[[ Dataset extract, beginning ]]

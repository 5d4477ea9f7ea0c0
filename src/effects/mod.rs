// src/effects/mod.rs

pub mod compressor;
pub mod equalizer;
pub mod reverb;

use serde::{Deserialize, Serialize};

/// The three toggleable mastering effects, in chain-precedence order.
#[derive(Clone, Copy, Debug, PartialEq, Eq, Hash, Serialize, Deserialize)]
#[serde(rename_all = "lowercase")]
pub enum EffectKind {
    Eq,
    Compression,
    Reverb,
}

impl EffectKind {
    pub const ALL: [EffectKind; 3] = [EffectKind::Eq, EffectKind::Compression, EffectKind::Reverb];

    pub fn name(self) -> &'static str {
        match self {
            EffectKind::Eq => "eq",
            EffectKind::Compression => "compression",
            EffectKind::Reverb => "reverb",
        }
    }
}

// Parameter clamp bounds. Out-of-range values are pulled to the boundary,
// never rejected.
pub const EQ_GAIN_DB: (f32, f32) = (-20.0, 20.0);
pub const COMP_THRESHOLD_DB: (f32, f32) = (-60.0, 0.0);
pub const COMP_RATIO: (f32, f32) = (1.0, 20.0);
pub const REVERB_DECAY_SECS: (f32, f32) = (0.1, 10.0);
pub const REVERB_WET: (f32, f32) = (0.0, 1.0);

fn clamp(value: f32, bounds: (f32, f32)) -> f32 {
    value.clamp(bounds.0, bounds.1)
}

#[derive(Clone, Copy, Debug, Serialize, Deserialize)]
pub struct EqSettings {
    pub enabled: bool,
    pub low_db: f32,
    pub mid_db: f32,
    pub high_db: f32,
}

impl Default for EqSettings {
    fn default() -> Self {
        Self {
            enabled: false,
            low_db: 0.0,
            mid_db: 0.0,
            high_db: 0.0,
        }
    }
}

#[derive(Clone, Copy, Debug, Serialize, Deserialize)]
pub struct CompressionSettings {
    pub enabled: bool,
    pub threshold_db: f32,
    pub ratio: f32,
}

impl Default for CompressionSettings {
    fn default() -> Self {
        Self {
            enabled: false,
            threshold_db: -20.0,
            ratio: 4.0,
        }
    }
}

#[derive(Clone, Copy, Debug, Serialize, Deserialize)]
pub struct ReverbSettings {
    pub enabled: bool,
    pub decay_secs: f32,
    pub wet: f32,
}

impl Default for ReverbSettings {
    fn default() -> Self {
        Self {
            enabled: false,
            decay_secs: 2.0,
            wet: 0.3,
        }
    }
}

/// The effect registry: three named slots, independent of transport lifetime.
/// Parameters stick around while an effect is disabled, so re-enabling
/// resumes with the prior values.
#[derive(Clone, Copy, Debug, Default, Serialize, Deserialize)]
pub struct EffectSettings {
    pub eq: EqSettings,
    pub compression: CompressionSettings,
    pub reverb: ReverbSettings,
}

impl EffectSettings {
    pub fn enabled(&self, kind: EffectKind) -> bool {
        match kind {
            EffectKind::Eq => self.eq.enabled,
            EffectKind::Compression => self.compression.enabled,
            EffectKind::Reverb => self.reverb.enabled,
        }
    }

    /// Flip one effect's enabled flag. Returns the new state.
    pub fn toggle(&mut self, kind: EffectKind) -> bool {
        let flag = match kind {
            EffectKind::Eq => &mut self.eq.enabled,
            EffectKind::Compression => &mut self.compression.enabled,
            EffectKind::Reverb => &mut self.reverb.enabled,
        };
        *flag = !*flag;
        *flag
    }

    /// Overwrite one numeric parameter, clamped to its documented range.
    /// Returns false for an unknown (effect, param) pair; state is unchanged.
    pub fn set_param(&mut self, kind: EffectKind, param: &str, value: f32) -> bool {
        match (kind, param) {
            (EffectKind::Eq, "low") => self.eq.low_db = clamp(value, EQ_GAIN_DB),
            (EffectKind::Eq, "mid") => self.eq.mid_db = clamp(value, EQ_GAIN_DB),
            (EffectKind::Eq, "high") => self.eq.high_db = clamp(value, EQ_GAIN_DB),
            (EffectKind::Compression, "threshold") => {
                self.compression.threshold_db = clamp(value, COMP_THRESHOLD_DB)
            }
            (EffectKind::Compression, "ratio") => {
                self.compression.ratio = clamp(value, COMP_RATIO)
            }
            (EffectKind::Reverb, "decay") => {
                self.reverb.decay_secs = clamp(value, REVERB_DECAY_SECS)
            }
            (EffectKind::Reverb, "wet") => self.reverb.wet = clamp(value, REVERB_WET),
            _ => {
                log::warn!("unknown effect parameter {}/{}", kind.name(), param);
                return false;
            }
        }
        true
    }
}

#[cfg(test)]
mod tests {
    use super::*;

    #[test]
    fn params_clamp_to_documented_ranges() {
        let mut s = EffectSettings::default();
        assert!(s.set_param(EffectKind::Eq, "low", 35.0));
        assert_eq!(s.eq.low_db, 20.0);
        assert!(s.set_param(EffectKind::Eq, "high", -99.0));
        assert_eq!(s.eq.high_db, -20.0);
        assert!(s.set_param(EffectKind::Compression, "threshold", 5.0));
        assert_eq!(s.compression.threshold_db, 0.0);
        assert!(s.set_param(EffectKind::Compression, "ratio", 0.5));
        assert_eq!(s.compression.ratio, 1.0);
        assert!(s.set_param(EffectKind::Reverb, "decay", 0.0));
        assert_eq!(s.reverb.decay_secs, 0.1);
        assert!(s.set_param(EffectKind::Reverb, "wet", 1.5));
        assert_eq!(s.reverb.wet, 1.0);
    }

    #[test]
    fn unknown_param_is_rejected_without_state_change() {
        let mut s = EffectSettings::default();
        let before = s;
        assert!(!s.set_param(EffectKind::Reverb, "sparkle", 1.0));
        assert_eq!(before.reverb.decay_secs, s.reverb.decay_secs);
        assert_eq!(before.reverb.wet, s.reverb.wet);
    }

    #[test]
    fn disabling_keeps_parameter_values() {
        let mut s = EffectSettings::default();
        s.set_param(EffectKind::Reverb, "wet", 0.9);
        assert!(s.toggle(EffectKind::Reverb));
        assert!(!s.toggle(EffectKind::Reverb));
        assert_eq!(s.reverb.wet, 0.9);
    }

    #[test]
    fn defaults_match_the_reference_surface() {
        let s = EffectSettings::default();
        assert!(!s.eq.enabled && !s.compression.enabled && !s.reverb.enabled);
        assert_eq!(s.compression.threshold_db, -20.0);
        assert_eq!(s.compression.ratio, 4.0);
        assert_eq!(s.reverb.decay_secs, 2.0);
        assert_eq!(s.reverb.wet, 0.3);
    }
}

[[ Dataset extract, end ]]
[[ Dataset extract, beginning ]]

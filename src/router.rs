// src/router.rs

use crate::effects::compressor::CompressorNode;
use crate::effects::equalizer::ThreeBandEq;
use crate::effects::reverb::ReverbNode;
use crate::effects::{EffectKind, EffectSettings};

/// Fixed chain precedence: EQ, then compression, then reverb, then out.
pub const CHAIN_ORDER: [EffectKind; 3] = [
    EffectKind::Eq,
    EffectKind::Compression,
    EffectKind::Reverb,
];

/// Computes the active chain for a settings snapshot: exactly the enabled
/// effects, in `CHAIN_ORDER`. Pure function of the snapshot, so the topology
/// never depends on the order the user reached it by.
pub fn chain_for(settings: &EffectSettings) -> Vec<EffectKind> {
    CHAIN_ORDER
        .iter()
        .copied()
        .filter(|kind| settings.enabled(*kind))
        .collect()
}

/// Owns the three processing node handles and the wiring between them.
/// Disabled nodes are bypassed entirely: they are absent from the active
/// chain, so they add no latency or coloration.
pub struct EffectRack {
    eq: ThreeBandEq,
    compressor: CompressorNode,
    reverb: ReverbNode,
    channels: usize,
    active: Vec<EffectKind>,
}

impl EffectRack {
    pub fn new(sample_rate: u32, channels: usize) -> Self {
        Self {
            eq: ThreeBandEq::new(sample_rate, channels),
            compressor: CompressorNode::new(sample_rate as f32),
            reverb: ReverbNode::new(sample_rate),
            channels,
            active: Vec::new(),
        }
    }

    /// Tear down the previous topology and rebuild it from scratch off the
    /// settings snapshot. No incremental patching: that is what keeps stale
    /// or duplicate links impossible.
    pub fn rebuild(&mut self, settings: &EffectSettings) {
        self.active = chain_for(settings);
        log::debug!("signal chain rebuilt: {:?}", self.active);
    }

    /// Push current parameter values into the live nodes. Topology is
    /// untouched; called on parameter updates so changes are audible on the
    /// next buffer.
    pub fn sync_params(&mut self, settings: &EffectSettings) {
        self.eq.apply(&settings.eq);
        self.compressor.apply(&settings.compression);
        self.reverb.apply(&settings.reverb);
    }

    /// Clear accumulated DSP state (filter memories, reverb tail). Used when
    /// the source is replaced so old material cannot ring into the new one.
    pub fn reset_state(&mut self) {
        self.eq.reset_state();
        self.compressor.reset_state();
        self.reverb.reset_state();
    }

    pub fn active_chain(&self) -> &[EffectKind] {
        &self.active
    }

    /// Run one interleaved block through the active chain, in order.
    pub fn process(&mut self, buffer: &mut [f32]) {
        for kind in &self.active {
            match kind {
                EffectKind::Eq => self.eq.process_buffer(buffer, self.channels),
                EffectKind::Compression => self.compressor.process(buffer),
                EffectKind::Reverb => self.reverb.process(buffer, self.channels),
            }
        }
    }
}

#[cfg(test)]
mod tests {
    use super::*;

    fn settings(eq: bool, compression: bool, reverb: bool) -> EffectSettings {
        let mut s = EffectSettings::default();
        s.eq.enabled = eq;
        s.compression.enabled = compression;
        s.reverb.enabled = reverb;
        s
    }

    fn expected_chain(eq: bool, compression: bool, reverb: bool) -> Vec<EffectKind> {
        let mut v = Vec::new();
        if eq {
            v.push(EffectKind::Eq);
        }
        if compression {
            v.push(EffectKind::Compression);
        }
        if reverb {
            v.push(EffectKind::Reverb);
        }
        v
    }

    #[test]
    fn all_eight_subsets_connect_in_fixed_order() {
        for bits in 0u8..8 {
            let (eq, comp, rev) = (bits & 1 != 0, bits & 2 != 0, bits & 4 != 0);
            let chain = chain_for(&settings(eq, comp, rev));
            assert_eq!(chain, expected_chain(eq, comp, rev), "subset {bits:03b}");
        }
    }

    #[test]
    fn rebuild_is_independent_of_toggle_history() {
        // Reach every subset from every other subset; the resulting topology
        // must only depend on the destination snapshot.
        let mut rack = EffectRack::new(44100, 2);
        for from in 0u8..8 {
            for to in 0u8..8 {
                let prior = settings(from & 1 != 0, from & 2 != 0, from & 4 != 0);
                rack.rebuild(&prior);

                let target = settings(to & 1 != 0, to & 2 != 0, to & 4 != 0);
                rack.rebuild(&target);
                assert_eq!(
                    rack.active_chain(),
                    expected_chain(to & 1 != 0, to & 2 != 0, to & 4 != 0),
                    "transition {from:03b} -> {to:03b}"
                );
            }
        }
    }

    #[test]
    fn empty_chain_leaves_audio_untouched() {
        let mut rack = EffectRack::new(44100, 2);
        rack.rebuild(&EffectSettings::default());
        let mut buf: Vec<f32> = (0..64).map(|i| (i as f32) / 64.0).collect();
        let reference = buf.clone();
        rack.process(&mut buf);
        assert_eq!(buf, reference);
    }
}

[[ Dataset extract, end ]]
[[ Dataset extract, beginning ]]

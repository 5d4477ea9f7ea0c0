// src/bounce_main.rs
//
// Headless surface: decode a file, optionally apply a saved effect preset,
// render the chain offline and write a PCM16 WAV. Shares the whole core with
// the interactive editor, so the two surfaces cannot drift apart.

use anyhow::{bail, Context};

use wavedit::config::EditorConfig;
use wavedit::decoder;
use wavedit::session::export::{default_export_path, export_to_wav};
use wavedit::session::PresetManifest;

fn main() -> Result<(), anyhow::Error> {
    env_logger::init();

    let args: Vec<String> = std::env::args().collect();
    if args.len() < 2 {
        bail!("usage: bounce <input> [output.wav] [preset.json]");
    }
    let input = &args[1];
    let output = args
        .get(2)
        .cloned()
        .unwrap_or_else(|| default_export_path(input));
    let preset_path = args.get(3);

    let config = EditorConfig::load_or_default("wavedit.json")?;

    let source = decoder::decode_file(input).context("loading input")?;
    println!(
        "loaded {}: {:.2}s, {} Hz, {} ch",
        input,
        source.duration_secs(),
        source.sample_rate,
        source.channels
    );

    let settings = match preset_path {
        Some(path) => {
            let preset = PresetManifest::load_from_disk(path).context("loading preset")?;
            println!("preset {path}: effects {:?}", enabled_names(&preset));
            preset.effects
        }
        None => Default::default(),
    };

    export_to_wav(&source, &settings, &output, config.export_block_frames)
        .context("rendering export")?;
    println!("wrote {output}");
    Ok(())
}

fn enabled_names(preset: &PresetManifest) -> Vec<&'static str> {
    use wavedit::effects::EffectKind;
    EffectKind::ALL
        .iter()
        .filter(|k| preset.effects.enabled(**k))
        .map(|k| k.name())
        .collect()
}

[[ Dataset extract, end ]]

*Instructions for the task:* Go through the entries and copy every line with "ThreeBandEq".

*Answer section:*
use crate::effects::equalizer::ThreeBandEq;
    eq: ThreeBandEq,
            eq: ThreeBandEq::new(sample_rate, channels),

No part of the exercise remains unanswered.